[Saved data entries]

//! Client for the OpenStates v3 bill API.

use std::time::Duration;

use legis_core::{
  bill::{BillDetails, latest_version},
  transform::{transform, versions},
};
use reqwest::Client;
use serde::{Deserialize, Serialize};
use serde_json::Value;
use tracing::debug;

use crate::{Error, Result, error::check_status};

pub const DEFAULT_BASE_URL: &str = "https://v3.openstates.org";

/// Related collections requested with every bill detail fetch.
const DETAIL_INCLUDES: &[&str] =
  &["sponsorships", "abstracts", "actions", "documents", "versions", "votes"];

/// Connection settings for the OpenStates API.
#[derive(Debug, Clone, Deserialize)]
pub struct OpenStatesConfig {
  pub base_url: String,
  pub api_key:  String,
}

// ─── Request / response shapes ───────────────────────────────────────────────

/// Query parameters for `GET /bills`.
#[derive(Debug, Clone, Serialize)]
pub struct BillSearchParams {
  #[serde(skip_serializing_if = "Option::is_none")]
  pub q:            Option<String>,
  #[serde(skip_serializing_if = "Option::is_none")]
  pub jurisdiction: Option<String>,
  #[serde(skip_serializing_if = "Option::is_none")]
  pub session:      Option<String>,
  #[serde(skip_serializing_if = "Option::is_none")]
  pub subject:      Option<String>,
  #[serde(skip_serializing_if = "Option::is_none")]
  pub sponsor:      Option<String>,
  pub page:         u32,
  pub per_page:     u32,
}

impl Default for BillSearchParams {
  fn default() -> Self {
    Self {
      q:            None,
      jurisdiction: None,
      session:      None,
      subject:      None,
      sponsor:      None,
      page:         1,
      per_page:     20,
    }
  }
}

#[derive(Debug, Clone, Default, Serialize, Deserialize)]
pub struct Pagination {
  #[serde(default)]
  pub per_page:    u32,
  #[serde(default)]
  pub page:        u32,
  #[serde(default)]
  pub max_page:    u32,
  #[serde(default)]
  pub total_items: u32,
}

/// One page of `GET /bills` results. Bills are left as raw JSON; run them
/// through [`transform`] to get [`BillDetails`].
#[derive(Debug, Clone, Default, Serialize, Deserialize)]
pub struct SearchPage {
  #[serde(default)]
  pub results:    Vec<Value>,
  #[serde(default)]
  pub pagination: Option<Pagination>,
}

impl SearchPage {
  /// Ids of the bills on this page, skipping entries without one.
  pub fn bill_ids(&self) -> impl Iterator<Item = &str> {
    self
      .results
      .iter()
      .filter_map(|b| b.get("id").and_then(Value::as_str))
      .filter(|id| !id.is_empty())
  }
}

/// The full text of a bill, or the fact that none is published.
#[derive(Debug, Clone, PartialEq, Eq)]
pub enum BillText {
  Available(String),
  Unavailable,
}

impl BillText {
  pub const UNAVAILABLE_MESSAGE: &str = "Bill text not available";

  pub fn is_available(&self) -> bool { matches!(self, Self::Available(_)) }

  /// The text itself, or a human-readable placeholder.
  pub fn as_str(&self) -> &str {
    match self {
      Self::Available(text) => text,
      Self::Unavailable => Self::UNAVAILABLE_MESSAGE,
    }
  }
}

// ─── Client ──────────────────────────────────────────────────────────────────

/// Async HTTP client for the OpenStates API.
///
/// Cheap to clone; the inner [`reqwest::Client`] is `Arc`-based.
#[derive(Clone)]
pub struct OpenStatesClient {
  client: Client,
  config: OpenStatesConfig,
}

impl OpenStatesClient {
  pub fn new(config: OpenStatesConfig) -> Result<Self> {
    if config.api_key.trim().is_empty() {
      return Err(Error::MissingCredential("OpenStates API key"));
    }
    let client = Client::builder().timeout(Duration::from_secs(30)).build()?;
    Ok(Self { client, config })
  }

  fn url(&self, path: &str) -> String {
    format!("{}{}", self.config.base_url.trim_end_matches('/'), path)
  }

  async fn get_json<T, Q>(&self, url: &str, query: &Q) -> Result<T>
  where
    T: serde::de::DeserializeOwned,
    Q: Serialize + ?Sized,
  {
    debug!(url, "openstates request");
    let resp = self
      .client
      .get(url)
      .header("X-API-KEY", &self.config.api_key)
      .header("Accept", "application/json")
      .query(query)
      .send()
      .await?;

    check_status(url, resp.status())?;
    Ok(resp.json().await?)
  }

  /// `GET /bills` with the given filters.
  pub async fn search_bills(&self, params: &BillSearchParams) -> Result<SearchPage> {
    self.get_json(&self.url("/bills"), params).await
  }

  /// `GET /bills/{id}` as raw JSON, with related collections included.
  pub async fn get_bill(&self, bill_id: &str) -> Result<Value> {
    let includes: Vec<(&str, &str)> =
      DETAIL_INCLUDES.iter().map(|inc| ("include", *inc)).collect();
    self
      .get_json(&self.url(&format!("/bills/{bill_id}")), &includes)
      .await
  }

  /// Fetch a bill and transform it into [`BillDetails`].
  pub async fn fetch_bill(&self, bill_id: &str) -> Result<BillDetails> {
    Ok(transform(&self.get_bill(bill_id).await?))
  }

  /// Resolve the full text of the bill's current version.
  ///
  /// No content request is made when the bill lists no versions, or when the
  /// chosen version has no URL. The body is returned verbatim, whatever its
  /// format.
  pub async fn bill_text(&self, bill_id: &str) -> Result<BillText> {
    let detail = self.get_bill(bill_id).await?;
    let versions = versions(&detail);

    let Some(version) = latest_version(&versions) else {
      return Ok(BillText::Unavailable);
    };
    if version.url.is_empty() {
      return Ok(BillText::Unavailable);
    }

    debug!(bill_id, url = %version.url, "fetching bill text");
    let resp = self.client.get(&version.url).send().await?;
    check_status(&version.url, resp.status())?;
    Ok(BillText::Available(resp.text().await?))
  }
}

Exercise goal:
Among the lines of the data, find every one that holds "OpenStatesConfig" and copy it.

Task answer:
pub struct OpenStatesConfig {
  config: OpenStatesConfig,
  pub fn new(config: OpenStatesConfig) -> Result<Self> {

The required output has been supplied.